(Supplied material)

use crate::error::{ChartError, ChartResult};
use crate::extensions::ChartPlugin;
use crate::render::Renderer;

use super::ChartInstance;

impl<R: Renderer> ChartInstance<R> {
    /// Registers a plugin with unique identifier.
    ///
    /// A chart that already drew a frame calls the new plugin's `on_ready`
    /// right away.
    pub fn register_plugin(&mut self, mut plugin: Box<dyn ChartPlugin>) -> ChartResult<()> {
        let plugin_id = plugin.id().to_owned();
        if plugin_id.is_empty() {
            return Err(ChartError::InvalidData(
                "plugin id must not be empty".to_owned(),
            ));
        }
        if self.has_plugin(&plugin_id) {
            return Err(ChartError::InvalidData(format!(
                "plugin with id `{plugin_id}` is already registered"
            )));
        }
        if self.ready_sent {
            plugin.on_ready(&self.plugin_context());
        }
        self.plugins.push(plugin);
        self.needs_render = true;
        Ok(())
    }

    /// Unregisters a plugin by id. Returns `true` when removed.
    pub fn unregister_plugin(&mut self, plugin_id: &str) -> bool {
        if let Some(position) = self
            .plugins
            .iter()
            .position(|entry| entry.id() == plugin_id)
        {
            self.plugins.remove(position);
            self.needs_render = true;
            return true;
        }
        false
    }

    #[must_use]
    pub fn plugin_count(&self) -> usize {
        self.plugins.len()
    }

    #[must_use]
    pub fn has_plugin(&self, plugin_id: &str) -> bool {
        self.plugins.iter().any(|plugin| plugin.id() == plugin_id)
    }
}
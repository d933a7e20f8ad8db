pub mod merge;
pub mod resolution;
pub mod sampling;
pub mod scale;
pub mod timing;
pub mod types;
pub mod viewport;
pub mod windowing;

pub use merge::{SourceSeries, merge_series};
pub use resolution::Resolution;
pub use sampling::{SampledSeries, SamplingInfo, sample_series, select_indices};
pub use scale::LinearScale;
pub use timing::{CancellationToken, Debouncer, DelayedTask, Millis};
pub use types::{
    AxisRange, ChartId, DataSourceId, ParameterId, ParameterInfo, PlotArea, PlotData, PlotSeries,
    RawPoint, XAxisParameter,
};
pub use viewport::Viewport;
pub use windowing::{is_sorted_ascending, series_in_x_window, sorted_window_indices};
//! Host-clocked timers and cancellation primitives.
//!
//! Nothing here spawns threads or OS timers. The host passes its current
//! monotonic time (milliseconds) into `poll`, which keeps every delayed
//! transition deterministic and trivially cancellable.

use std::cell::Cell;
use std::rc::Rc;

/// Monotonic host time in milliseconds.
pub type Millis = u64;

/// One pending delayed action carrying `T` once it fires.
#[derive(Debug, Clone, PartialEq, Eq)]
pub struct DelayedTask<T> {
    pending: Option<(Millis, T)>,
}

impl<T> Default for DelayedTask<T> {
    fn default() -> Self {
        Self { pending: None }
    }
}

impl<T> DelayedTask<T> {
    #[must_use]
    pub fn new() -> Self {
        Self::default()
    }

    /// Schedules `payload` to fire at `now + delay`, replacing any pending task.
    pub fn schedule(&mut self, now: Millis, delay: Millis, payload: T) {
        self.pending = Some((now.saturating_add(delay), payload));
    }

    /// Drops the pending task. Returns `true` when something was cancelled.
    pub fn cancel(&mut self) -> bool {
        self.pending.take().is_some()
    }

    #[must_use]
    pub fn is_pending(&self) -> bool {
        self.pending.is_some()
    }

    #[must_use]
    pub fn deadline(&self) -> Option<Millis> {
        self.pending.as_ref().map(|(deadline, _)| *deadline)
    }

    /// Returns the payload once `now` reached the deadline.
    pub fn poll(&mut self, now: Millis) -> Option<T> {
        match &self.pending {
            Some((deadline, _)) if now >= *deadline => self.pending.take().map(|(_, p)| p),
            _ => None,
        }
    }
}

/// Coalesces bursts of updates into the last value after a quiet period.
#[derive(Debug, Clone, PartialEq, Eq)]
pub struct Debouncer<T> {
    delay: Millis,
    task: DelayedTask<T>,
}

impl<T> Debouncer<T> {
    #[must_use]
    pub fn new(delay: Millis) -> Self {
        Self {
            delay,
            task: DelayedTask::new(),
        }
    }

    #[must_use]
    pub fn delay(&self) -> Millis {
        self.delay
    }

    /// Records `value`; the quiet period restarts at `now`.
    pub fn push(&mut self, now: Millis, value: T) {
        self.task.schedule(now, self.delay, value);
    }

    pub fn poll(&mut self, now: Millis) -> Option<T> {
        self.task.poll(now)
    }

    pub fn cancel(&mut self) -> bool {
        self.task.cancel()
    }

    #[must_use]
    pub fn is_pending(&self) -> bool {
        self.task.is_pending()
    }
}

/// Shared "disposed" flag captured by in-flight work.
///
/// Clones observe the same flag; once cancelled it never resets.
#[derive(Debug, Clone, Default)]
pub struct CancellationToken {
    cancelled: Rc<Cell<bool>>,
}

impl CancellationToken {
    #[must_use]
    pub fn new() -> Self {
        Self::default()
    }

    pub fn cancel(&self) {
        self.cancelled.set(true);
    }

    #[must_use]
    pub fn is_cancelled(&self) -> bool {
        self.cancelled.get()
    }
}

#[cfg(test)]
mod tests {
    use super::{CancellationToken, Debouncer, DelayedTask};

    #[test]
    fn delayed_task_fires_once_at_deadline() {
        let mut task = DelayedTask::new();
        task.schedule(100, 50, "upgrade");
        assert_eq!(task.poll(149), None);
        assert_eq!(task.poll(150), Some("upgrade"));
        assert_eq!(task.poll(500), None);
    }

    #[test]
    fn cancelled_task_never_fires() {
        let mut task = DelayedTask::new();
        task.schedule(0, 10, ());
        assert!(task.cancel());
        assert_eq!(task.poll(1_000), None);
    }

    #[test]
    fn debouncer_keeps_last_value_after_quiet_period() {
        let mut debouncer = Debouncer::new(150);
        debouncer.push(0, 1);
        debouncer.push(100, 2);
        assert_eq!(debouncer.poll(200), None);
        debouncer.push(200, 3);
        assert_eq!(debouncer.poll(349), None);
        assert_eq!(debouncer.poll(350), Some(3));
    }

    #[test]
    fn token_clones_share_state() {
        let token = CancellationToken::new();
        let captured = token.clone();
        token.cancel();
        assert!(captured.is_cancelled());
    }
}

(End Supplied material)
(Supplied material)

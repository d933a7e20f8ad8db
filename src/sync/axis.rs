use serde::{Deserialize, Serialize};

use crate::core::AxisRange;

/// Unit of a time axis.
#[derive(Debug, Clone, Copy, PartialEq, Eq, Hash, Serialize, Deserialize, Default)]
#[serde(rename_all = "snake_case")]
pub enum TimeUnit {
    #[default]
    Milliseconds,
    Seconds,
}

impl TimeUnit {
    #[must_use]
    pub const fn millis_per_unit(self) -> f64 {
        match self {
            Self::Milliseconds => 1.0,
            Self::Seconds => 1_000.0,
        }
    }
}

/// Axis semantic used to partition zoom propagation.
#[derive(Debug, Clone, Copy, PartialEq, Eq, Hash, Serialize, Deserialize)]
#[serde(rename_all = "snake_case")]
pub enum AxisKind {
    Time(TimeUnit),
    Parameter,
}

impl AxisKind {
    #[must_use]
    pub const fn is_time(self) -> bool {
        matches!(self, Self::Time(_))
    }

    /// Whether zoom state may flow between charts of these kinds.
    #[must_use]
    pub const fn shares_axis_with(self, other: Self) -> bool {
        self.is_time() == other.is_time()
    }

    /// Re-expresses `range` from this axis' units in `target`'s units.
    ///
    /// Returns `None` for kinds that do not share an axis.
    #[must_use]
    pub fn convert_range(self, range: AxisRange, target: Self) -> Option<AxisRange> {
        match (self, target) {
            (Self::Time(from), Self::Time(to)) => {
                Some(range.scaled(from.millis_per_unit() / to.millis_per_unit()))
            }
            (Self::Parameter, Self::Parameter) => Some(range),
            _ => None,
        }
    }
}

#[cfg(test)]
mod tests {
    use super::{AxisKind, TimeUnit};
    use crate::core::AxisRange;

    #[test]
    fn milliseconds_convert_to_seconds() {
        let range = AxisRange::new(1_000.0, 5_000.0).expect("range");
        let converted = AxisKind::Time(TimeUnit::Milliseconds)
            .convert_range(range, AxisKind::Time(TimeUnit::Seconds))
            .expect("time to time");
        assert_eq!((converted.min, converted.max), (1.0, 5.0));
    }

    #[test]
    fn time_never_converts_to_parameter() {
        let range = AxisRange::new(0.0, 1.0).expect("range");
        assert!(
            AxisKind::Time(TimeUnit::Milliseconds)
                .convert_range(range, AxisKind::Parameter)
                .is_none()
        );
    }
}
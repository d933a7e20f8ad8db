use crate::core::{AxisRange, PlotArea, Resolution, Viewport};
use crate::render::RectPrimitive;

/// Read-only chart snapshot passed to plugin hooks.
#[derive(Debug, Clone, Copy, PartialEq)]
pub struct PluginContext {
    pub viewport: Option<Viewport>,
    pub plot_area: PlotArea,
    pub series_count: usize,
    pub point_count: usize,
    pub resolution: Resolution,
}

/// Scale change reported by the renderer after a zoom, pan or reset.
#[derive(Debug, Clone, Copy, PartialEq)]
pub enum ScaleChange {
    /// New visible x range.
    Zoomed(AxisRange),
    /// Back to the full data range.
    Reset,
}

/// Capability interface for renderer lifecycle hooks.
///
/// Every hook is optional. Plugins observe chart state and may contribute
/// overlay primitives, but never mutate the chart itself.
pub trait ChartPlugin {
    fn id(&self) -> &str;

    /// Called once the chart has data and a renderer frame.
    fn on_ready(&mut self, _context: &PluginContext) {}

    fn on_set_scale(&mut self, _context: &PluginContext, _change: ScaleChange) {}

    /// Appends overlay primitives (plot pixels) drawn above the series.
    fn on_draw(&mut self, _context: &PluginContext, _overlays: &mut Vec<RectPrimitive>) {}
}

(End Supplied material)

> _What is required_
Find how many lines above include "const"; reply with the number only.

> _Response to the exercise_
3